EXERCISE REQUIREMENTS: The entries below hold a line with "kind | rendering |" and a line with "use std::fmt;". Return those lines and all that lie between them, exactly and only.

SUPPLIED DATA: Begin

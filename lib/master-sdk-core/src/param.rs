//! Query parameter values and their canonical string forms.
//!
//! The master parses parameters with fixed formatting rules, so every value
//! is rendered through [`ParamValue`]:
//!
//! | kind | rendering |
//! |---|---|
//! | text | unchanged |
//! | bool | `true` / `false` |
//! | signed / unsigned integers | plain decimal |
//! | floats | fixed point, 6 fractional digits |
//!
//! ```
//! use master_sdk_core::ParamValue;
//!
//! assert_eq!(ParamValue::from(-5_i8).to_string(), "-5");
//! assert_eq!(ParamValue::from(1.23456789_f64).to_string(), "1.234568");
//! ```

use std::fmt;

/// A scalar query parameter value.
#[derive(Debug, Clone, PartialEq)]
pub enum ParamValue {
    /// Text, sent unchanged.
    Text(String),
    /// Boolean.
    Bool(bool),
    /// Any signed integer width.
    Int(i64),
    /// Any unsigned integer width.
    Uint(u64),
    /// Any floating-point width.
    Float(f64),
}

impl ParamValue {
    /// The canonical wire form of this value.
    #[must_use]
    pub fn into_canonical(self) -> String {
        match self {
            Self::Text(text) => text,
            other => other.to_string(),
        }
    }
}

impl fmt::Display for ParamValue {
    fn fmt(&self, f: &mut fmt::Formatter<'_>) -> fmt::Result {
        match self {
            Self::Text(text) => f.write_str(text),
            Self::Bool(value) => write!(f, "{value}"),
            Self::Int(value) => write!(f, "{value}"),
            Self::Uint(value) => write!(f, "{value}"),
            Self::Float(value) => fmt_fixed(f, *value),
        }
    }
}

// The master parses `NaN`, `+Inf` and `-Inf` for non-finite floats.
fn fmt_fixed(f: &mut fmt::Formatter<'_>, value: f64) -> fmt::Result {
    if value.is_nan() {
        f.write_str("NaN")
    } else if value.is_infinite() {
        f.write_str(if value.is_sign_positive() { "+Inf" } else { "-Inf" })
    } else {
        write!(f, "{value:.6}")
    }
}

macro_rules! impl_from_lossless {
    ($variant:ident($target:ty): $($source:ty),+) => {
        $(
            impl From<$source> for ParamValue {
                fn from(value: $source) -> Self {
                    Self::$variant(<$target>::from(value))
                }
            }
        )+
    };
}

impl_from_lossless!(Int(i64): i8, i16, i32, i64);
impl_from_lossless!(Uint(u64): u8, u16, u32, u64);
impl_from_lossless!(Float(f64): f32, f64);
impl_from_lossless!(Bool(bool): bool);
impl_from_lossless!(Text(String): String, &str, &String);

impl From<isize> for ParamValue {
    #[allow(clippy::cast_possible_truncation)]
    fn from(value: isize) -> Self {
        Self::Int(value as i64)
    }
}

impl From<usize> for ParamValue {
    #[allow(clippy::cast_possible_truncation)]
    fn from(value: usize) -> Self {
        Self::Uint(value as u64)
    }
}

/// Rejected parameter input, carrying a rendering of the value.
#[derive(Debug, Clone, PartialEq, Eq)]
pub struct UnsupportedParam(pub String);

/// Conversion into a [`ParamValue`].
///
/// Every scalar type converts infallibly. [`serde_json::Value`] is the dynamic
/// input: strings, booleans and numbers convert, while `null`, arrays and
/// objects are rejected.
pub trait IntoParamValue {
    /// Convert, or describe why the value has no parameter form.
    fn into_param_value(self) -> Result<ParamValue, UnsupportedParam>;
}

impl IntoParamValue for ParamValue {
    fn into_param_value(self) -> Result<ParamValue, UnsupportedParam> {
        Ok(self)
    }
}

macro_rules! impl_into_param_value {
    ($($source:ty),+) => {
        $(
            impl IntoParamValue for $source {
                fn into_param_value(self) -> Result<ParamValue, UnsupportedParam> {
                    Ok(ParamValue::from(self))
                }
            }
        )+
    };
}

impl_into_param_value!(
    i8, i16, i32, i64, isize, u8, u16, u32, u64, usize, f32, f64, bool, String, &str, &String
);

impl IntoParamValue for serde_json::Value {
    fn into_param_value(self) -> Result<ParamValue, UnsupportedParam> {
        use serde_json::Value;

        match self {
            Value::String(text) => Ok(ParamValue::Text(text)),
            Value::Bool(value) => Ok(ParamValue::Bool(value)),
            Value::Number(number) => {
                if let Some(value) = number.as_i64() {
                    Ok(ParamValue::Int(value))
                } else if let Some(value) = number.as_u64() {
                    Ok(ParamValue::Uint(value))
                } else {
                    number
                        .as_f64()
                        .map(ParamValue::Float)
                        .ok_or_else(|| UnsupportedParam(number.to_string()))
                }
            }
            other @ (Value::Null | Value::Array(_) | Value::Object(_)) => {
                Err(UnsupportedParam(other.to_string()))
            }
        }
    }
}

impl IntoParamValue for &serde_json::Value {
    fn into_param_value(self) -> Result<ParamValue, UnsupportedParam> {
        self.clone().into_param_value()
    }
}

SUPPLIED DATA: End

RESULT OF THE EXERCISE:
//! | kind | rendering |
//! |---|---|
//! | text | unchanged |
//! | bool | `true` / `false` |
//! | signed / unsigned integers | plain decimal |
//! | floats | fixed point, 6 fractional digits |
//!
//! ```
//! use master_sdk_core::ParamValue;
//!
//! assert_eq!(ParamValue::from(-5_i8).to_string(), "-5");
//! assert_eq!(ParamValue::from(1.23456789_f64).to_string(), "1.234568");
//! ```

use std::fmt;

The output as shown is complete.